Cross-correlation of cyclosporine concentrations with results of biochemical tests of renal and liver function, measured during the first three months post-operatively, was carried out retrospectively in 24 heart and eight heart-lung transplant recipients to assess the temporal relationship between cyclosporine treatment and the development of possible toxic side-effects.

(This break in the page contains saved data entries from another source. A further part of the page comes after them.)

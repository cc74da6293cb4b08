pub mod error;
pub mod model;
pub mod request;
pub mod response;

pub use error::Error;
pub use model::{LanguageModel, LanguageModelBackend};
pub use request::{GenerateOptions, GenerateRequest, Message, RequestBuilder, Role, request};
pub use response::{FinishReason, GenerateResult, Usage};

We found a statistically significant negative correlation (95% confidence interval of the mean correlation coefficient did not overlap zero) between the five-day mean concentration of cyclosporine in whole blood (but not plasma) as measured with nonselective (NSRIA) and selective radioimmunoassays (SRIA) and the mean reciprocal creatinine concentration measured in the subsequent five days. In 15 of 32 (47%) patients the negative correlation coefficient exceeded 0.7 (high susceptibility), whereas in 11 of 32 (34%) it was between 0.5 and 0.7 (medium susceptibility), and in only six of 32 (19%) was it less than 0.3 (low susceptibility). We found no consistent correlations between cyclosporine measurements and results of other renal-function tests or liver-function tests. This suggests that therapeutic doses of the drug are not hepatotoxic in most patients. There was, however, a significantly correlated decrease in the NSRIA/SRIA ratio and in serum bilirubin concentration with time post-operatively, reflecting improvement in hepatic function and clearance of the cyclosporine metabolites that are detected by NSRIA. Assays of cyclosporine in whole blood, but not in plasma, are of value in anticipating changes in renal function after heart and heart-lung transplantation.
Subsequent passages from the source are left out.